Battery Temperatures?

Just curious for those of you who have tested the 2-battery setup, what the ambient temperature was vs. what you measured in the batteries. Basically what I am looking for is the total increase over ambient. Supposedly 50c is the damage threshold, and I will be routinely taking off where it’s 32 and higher these days.

Even in the winter 4 packs will get above 60c while 6 packs stay below 55c. I recommend 4 packs as the bare minimum. Specially if you are starting with them already hot.

Did you measure them in-flight or afterwards? And what did you use for the reading?

I used an infrared temp gun immediately after flight. That means they were even hotter during flight.

Huh. After a ten or twelve minute flight my four 6s packs are barley warm. Certainly not 60 degrees C. Even with ambient near 20, when I’m unstrapping them they’re only warm to the touch. If guess maybe 30-40.

4 packs after a 20 minute flight will be much warmer than after a 10 minute flight. I’d rather carry 6 packs and fly 25 or more minutes and not have to worry about heat than to have 4 batteries and only fly 10 minutes.

gotta get me a six pack…:upside_down_face:

Why the batteries are getting hot?
We have to look at the “true C rating” of the batteries…

One mayor factor is the internal Resistance of your battery cells and voltage drop. For example a 12S setup with 5000mAh packs and an iR of 2 leads to a total voltage drop of almost 3V when drawing the continuous current. The voltage drop of the whole pack/setup. This value is useful to predict the voltage drop during load in flight. So even with fully loaded packs (4.20V per cell) the ESC just gets 47.4V instead of the nominal voltage of 50.4V.

The iR of a battery changes depending on temperature, discharge rate and dynamic. I used 2 mOhm resistance per cell because this is what normally new packs will have. I do have packs which have just between 1.2 and 1.6 mOhm resistance. The problem is if your packs are well used it could be as high as 4-6 mOhm resistance and your usable Amp draw will drop significantly.

We have to differentiate as well between the X 4 with 180kv motors and 12S batteries and the X 4 with 150kv motors and 14S batteries or 12S batteries!
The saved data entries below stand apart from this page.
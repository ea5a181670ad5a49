//! Scripted operator input for headless runs.
//!
//! A script names the device it pretends to be and lists timed input
//! states.  Each state holds until the next one starts:
//!
//! ```toml
//! device = "Xbox Controller"
//!
//! [[step]]
//! at = 16.0
//! buttons = [1]            # A held
//!
//! [[step]]
//! at = 20.0
//! axes = [0.0, -0.8]       # left stick forward
//! ```

use std::fs;
use std::path::Path;

use fieldbot_runtime::{DeviceIdentity, InputDevice};
use fieldbot_types::{ConfigError, InputSnapshot};
use serde::Deserialize;

#[derive(Debug, Clone, Deserialize)]
struct Script {
    device: String,
    #[serde(default, rename = "step")]
    steps: Vec<Step>,
}

#[derive(Debug, Clone, Deserialize)]
struct Step {
    /// Seconds after the loop started.
    at: f64,
    #[serde(default)]
    axes: Vec<f64>,
    /// Held buttons, numbered from 1.
    #[serde(default)]
    buttons: Vec<usize>,
}

pub struct ScriptedDevice {
    identity: DeviceIdentity,
    /// Sorted by start time.
    steps: Vec<(f64, InputSnapshot)>,
}

impl ScriptedDevice {
    pub fn load(path: &Path) -> Result<Self, ConfigError> {
        let raw = fs::read_to_string(path).map_err(|e| ConfigError::Io {
            path: path.display().to_string(),
            details: e.to_string(),
        })?;
        Self::parse(&raw).map_err(|details| ConfigError::Parse {
            path: path.display().to_string(),
            details,
        })
    }

    fn parse(raw: &str) -> Result<Self, String> {
        let script: Script = toml::from_str(raw).map_err(|e| e.to_string())?;
        let identity = DeviceIdentity::new(script.device);

        let mut steps = Vec::with_capacity(script.steps.len());
        for step in script.steps {
            if !step.at.is_finite() || step.at < 0.0 {
                return Err(format!("step time {} is not a non-negative number", step.at));
            }
            if step.axes.len() > identity.axis_count {
                return Err(format!("step at {}s sets {} axes", step.at, step.axes.len()));
            }
            let mut snapshot = InputSnapshot {
                axes: vec![0.0; identity.axis_count],
                buttons: vec![false; identity.button_count],
            };
            snapshot.axes[..step.axes.len()].copy_from_slice(&step.axes);
            for button in step.buttons {
                match button.checked_sub(1).and_then(|i| snapshot.buttons.get_mut(i)) {
                    Some(held) => *held = true,
                    None => return Err(format!("step at {}s holds unknown button {button}", step.at)),
                }
            }
            steps.push((step.at, snapshot));
        }
        steps.sort_by(|a, b| a.0.total_cmp(&b.0));

        Ok(Self { identity, steps })
    }
}

impl InputDevice for ScriptedDevice {
    fn identity(&self) -> Option<DeviceIdentity> {
        Some(self.identity.clone())
    }

    fn poll(&mut self, elapsed_s: f64) -> InputSnapshot {
        self.steps
            .iter()
            .take_while(|(at, _)| *at <= elapsed_s)
            .last()
            .map(|(_, snapshot)| snapshot.clone())
            .unwrap_or_default()
    }
}

#[cfg(test)]
mod tests {
    use super::*;
    use fieldbot_runtime::{ProfileKind, detect_profile};

    const SCRIPT: &str = r#"
device = "Wireless Controller"

[[step]]
at = 2.0
axes = [0.0, -0.5]

[[step]]
at = 1.0
buttons = [2, 3]
"#;

    #[test]
    fn steps_hold_until_the_next_one() {
        let mut device = ScriptedDevice::parse(SCRIPT).unwrap();
        assert_eq!(device.poll(0.5), InputSnapshot::default());

        let pressed = device.poll(1.5);
        assert!(pressed.button(2) && pressed.button(3));
        assert!(!pressed.button(1));

        let moving = device.poll(30.0);
        assert_eq!(moving.axis(1), -0.5);
        assert!(!moving.button(2));
    }

    #[test]
    fn identity_drives_profile_detection() {
        let device = ScriptedDevice::parse(SCRIPT).unwrap();
        let profile = detect_profile(device.identity().as_ref());
        assert_eq!(profile.kind, ProfileKind::DualShock4);
    }

    #[test]
    fn out_of_range_button_is_rejected() {
        let err = ScriptedDevice::parse(
            r#"
device = "Xbox Controller"
[[step]]
at = 0.0
buttons = [11]
"#,
        )
        .err()
        .unwrap();
        assert!(err.contains("button 11"));
    }

    #[test]
    fn load_reports_the_path() {
        let dir = tempfile::tempdir().expect("tmp dir");
        let path = dir.path().join("script.toml");
        fs::write(&path, "device = 3").expect("write script");
        match ScriptedDevice::load(&path) {
            Err(ConfigError::Parse { path: reported, .. }) => {
                assert!(reported.ends_with("script.toml"));
            }
            _ => panic!("expected a parse error"),
        }
    }
}
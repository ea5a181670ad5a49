//! Device-driver traits for the physical parts the hardware backends talk to.
//!
//! Vendor drivers implement these traits and are handed to the backends by a
//! [`DeviceProvider`][crate::registry::DeviceProvider].  The backends only
//! ever talk to the traits, so a driver can be swapped without touching the
//! facades or the binding logic.

use fieldbot_types::FieldbotError;

/// A smart motor controller on the CAN bus.
///
/// Units are those of the motor shaft: radians and radians per second.
/// Gear reductions are applied by the backend that owns the controller.
pub trait MotorController: Send {
    /// CAN identifier this controller answers on.
    fn id(&self) -> u32;

    /// Open-loop voltage command.
    ///
    /// # Errors
    ///
    /// Returns [`FieldbotError::HardwareFault`] if the controller rejects the
    /// frame or is not on the bus.
    fn set_voltage(&mut self, volts: f64) -> Result<(), FieldbotError>;

    /// Onboard closed-loop velocity command with an arbitrary feedforward.
    fn set_velocity(&mut self, rad_per_sec: f64, ff_volts: f64) -> Result<(), FieldbotError>;

    /// Onboard closed-loop position command.
    fn set_position(&mut self, rad: f64) -> Result<(), FieldbotError>;

    fn position(&self) -> f64;

    fn velocity(&self) -> f64;

    fn applied_volts(&self) -> f64;
}

/// An inertial measurement unit reporting heading.
pub trait GyroDevice: Send {
    fn id(&self) -> u32;

    /// `false` once the device has stopped answering status frames.
    fn connected(&self) -> bool;

    /// Yaw in radians, counter-clockwise positive.
    fn yaw(&self) -> f64;

    /// Yaw rate in radians per second.
    fn yaw_rate(&self) -> f64;
}

/// A discrete sensor such as a beam break.
pub trait DigitalInput: Send {
    fn channel(&self) -> u32;

    /// `true` when the sensor is tripped.
    fn get(&self) -> bool;
}

#[cfg(test)]
mod tests {
    use super::*;

    struct MockMotor {
        id: u32,
        volts: f64,
    }

    impl MotorController for MockMotor {
        fn id(&self) -> u32 {
            self.id
        }
        fn set_voltage(&mut self, volts: f64) -> Result<(), FieldbotError> {
            self.volts = volts;
            Ok(())
        }
        fn set_velocity(&mut self, _rad_per_sec: f64, ff_volts: f64) -> Result<(), FieldbotError> {
            self.volts = ff_volts;
            Ok(())
        }
        fn set_position(&mut self, _rad: f64) -> Result<(), FieldbotError> {
            Ok(())
        }
        fn position(&self) -> f64 {
            0.0
        }
        fn velocity(&self) -> f64 {
            0.0
        }
        fn applied_volts(&self) -> f64 {
            self.volts
        }
    }

    #[test]
    fn motor_controller_is_object_safe() {
        let mut motor: Box<dyn MotorController> = Box::new(MockMotor { id: 9, volts: 0.0 });
        motor.set_voltage(6.0).unwrap();
        assert_eq!(motor.id(), 9);
        assert!((motor.applied_volts() - 6.0).abs() < f64::EPSILON);
    }
}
The x4 180kv uses at climbing 320 A with 12S batteries
The x4 150kv uses at climbing 250-260 A with 12S and 14S batteries

12S battery 22000mAh = usable max Amp draw 257 A

12S battery 44000mAh = usable max Amp draw 363 A

12S battery 66000mAh = usable max Amp draw 445 A

14S batteries will have the same usable Amp draw as the 12S - just the voltage drop will be different.

If you use 4 packs with the KV180 12S you will use at climbing 88% of your max Amp draw.

If you use 6 packs with the KV180 12S you will use at climbing 72% of your max Amp draw.

If you use 4 packs with the KV150 14S or 12S you will use around 71% of your max Amp draw.

If you split 4 packs with the KV150 12S for 2 motors/esc’s you will use 48% of your max Amp draw.

You will have cooler battery packs if you reduce the the Amp draw - that’s it.